>>>>

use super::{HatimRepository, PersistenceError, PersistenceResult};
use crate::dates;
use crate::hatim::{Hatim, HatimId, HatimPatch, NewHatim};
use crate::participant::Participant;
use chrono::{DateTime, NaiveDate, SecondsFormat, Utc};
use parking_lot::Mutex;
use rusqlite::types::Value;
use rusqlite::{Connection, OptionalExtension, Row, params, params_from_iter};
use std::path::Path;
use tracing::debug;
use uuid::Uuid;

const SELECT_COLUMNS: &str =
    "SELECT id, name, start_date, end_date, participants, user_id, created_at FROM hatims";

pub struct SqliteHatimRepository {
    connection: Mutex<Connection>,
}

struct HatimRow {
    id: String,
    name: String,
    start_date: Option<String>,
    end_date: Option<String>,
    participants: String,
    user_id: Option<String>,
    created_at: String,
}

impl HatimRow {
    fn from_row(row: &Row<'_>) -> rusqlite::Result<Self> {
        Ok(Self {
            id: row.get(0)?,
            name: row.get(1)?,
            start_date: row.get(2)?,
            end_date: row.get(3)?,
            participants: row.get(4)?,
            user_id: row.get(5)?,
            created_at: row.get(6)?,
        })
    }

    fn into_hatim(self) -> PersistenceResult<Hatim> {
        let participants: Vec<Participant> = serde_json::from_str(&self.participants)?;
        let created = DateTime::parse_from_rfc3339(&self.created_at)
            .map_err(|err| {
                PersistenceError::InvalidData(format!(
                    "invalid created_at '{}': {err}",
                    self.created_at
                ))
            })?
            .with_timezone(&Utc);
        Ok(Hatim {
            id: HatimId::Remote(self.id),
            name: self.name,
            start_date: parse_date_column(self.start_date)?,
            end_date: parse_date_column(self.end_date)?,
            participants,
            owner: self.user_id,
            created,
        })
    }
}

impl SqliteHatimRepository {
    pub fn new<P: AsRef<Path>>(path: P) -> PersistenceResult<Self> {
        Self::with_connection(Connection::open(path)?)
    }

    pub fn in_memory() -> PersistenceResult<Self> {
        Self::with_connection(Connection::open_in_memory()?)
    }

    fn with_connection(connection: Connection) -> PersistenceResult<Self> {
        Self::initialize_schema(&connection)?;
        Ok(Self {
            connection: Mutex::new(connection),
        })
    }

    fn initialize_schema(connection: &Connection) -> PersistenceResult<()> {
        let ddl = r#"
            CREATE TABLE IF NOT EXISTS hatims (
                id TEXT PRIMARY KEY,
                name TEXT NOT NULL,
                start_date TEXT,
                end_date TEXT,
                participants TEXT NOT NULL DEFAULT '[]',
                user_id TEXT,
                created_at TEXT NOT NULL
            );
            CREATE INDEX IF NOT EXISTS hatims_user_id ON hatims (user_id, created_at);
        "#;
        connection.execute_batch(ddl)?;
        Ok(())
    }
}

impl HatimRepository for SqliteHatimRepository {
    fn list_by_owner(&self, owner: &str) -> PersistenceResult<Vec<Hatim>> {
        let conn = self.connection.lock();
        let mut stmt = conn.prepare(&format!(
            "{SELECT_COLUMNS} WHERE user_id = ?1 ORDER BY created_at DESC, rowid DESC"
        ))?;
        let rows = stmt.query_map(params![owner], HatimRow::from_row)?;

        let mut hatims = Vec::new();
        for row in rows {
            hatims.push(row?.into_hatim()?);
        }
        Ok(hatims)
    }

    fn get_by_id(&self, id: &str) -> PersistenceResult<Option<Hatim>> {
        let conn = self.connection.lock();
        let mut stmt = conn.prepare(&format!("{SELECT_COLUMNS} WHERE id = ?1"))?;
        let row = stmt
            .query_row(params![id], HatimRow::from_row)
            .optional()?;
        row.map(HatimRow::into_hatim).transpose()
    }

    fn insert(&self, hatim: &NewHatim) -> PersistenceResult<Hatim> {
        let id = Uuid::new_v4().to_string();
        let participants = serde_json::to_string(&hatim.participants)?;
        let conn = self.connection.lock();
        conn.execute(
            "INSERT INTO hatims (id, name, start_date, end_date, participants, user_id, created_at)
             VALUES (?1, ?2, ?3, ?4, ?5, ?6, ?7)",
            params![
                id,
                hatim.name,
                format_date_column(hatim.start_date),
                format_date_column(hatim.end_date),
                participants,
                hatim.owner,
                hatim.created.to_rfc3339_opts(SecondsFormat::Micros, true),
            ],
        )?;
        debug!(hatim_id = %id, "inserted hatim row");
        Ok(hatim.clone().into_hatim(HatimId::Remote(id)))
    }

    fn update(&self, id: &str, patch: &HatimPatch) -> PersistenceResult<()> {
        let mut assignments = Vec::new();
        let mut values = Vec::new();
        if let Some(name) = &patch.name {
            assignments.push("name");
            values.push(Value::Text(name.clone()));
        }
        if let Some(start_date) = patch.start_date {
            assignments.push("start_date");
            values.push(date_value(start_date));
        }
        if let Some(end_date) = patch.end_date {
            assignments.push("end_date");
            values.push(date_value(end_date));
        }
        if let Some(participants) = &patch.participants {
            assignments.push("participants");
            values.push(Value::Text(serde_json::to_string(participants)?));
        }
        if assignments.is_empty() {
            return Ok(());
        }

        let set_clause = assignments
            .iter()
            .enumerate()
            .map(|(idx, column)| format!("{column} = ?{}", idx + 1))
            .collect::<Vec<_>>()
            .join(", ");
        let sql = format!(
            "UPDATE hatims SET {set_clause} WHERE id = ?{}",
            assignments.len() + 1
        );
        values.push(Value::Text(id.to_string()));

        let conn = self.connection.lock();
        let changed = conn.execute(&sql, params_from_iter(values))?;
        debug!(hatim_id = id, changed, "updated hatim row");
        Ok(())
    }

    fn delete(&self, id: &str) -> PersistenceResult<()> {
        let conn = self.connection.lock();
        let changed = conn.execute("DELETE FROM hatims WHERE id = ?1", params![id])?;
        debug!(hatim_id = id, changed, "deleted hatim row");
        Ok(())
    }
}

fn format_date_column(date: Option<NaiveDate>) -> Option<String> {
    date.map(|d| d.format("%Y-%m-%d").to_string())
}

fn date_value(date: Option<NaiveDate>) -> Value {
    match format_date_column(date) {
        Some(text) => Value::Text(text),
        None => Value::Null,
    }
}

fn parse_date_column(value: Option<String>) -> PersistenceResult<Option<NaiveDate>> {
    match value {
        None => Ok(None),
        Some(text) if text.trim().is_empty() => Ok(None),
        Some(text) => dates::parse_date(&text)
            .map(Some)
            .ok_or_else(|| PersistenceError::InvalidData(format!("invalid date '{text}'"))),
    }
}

<<<<

__Exercise objective__
A complete, exact repeat of the records is the required answer.

__Solution for this problem__
use super::{HatimRepository, PersistenceError, PersistenceResult};
use crate::dates;
use crate::hatim::{Hatim, HatimId, HatimPatch, NewHatim};
use crate::participant::Participant;
use chrono::{DateTime, NaiveDate, SecondsFormat, Utc};
use parking_lot::Mutex;
use rusqlite::types::Value;
use rusqlite::{Connection, OptionalExtension, Row, params, params_from_iter};
use std::path::Path;
use tracing::debug;
use uuid::Uuid;

const SELECT_COLUMNS: &str =
    "SELECT id, name, start_date, end_date, participants, user_id, created_at FROM hatims";

pub struct SqliteHatimRepository {
    connection: Mutex<Connection>,
}

struct HatimRow {
    id: String,
    name: String,
    start_date: Option<String>,
    end_date: Option<String>,
    participants: String,
    user_id: Option<String>,
    created_at: String,
}

impl HatimRow {
    fn from_row(row: &Row<'_>) -> rusqlite::Result<Self> {
        Ok(Self {
            id: row.get(0)?,
            name: row.get(1)?,
            start_date: row.get(2)?,
            end_date: row.get(3)?,
            participants: row.get(4)?,
            user_id: row.get(5)?,
            created_at: row.get(6)?,
        })
    }

    fn into_hatim(self) -> PersistenceResult<Hatim> {
        let participants: Vec<Participant> = serde_json::from_str(&self.participants)?;
        let created = DateTime::parse_from_rfc3339(&self.created_at)
            .map_err(|err| {
                PersistenceError::InvalidData(format!(
                    "invalid created_at '{}': {err}",
                    self.created_at
                ))
            })?
            .with_timezone(&Utc);
        Ok(Hatim {
            id: HatimId::Remote(self.id),
            name: self.name,
            start_date: parse_date_column(self.start_date)?,
            end_date: parse_date_column(self.end_date)?,
            participants,
            owner: self.user_id,
            created,
        })
    }
}

impl SqliteHatimRepository {
    pub fn new<P: AsRef<Path>>(path: P) -> PersistenceResult<Self> {
        Self::with_connection(Connection::open(path)?)
    }

    pub fn in_memory() -> PersistenceResult<Self> {
        Self::with_connection(Connection::open_in_memory()?)
    }

    fn with_connection(connection: Connection) -> PersistenceResult<Self> {
        Self::initialize_schema(&connection)?;
        Ok(Self {
            connection: Mutex::new(connection),
        })
    }

    fn initialize_schema(connection: &Connection) -> PersistenceResult<()> {
        let ddl = r#"
            CREATE TABLE IF NOT EXISTS hatims (
                id TEXT PRIMARY KEY,
                name TEXT NOT NULL,
                start_date TEXT,
                end_date TEXT,
                participants TEXT NOT NULL DEFAULT '[]',
                user_id TEXT,
                created_at TEXT NOT NULL
            );
            CREATE INDEX IF NOT EXISTS hatims_user_id ON hatims (user_id, created_at);
        "#;
        connection.execute_batch(ddl)?;
        Ok(())
    }
}

impl HatimRepository for SqliteHatimRepository {
    fn list_by_owner(&self, owner: &str) -> PersistenceResult<Vec<Hatim>> {
        let conn = self.connection.lock();
        let mut stmt = conn.prepare(&format!(
            "{SELECT_COLUMNS} WHERE user_id = ?1 ORDER BY created_at DESC, rowid DESC"
        ))?;
        let rows = stmt.query_map(params![owner], HatimRow::from_row)?;

        let mut hatims = Vec::new();
        for row in rows {
            hatims.push(row?.into_hatim()?);
        }
        Ok(hatims)
    }

    fn get_by_id(&self, id: &str) -> PersistenceResult<Option<Hatim>> {
        let conn = self.connection.lock();
        let mut stmt = conn.prepare(&format!("{SELECT_COLUMNS} WHERE id = ?1"))?;
        let row = stmt
            .query_row(params![id], HatimRow::from_row)
            .optional()?;
        row.map(HatimRow::into_hatim).transpose()
    }

    fn insert(&self, hatim: &NewHatim) -> PersistenceResult<Hatim> {
        let id = Uuid::new_v4().to_string();
        let participants = serde_json::to_string(&hatim.participants)?;
        let conn = self.connection.lock();
        conn.execute(
            "INSERT INTO hatims (id, name, start_date, end_date, participants, user_id, created_at)
             VALUES (?1, ?2, ?3, ?4, ?5, ?6, ?7)",
            params![
                id,
                hatim.name,
                format_date_column(hatim.start_date),
                format_date_column(hatim.end_date),
                participants,
                hatim.owner,
                hatim.created.to_rfc3339_opts(SecondsFormat::Micros, true),
            ],
        )?;
        debug!(hatim_id = %id, "inserted hatim row");
        Ok(hatim.clone().into_hatim(HatimId::Remote(id)))
    }

    fn update(&self, id: &str, patch: &HatimPatch) -> PersistenceResult<()> {
        let mut assignments = Vec::new();
        let mut values = Vec::new();
        if let Some(name) = &patch.name {
            assignments.push("name");
            values.push(Value::Text(name.clone()));
        }
        if let Some(start_date) = patch.start_date {
            assignments.push("start_date");
            values.push(date_value(start_date));
        }
        if let Some(end_date) = patch.end_date {
            assignments.push("end_date");
            values.push(date_value(end_date));
        }
        if let Some(participants) = &patch.participants {
            assignments.push("participants");
            values.push(Value::Text(serde_json::to_string(participants)?));
        }
        if assignments.is_empty() {
            return Ok(());
        }

        let set_clause = assignments
            .iter()
            .enumerate()
            .map(|(idx, column)| format!("{column} = ?{}", idx + 1))
            .collect::<Vec<_>>()
            .join(", ");
        let sql = format!(
            "UPDATE hatims SET {set_clause} WHERE id = ?{}",
            assignments.len() + 1
        );
        values.push(Value::Text(id.to_string()));

        let conn = self.connection.lock();
        let changed = conn.execute(&sql, params_from_iter(values))?;
        debug!(hatim_id = id, changed, "updated hatim row");
        Ok(())
    }

    fn delete(&self, id: &str) -> PersistenceResult<()> {
        let conn = self.connection.lock();
        let changed = conn.execute("DELETE FROM hatims WHERE id = ?1", params![id])?;
        debug!(hatim_id = id, changed, "deleted hatim row");
        Ok(())
    }
}

fn format_date_column(date: Option<NaiveDate>) -> Option<String> {
    date.map(|d| d.format("%Y-%m-%d").to_string())
}

fn date_value(date: Option<NaiveDate>) -> Value {
    match format_date_column(date) {
        Some(text) => Value::Text(text),
        None => Value::Null,
    }
}

fn parse_date_column(value: Option<String>) -> PersistenceResult<Option<NaiveDate>> {
    match value {
        None => Ok(None),
        Some(text) if text.trim().is_empty() => Ok(None),
        Some(text) => dates::parse_date(&text)
            .map(Some)
            .ok_or_else(|| PersistenceError::InvalidData(format!("invalid date '{text}'"))),
    }
}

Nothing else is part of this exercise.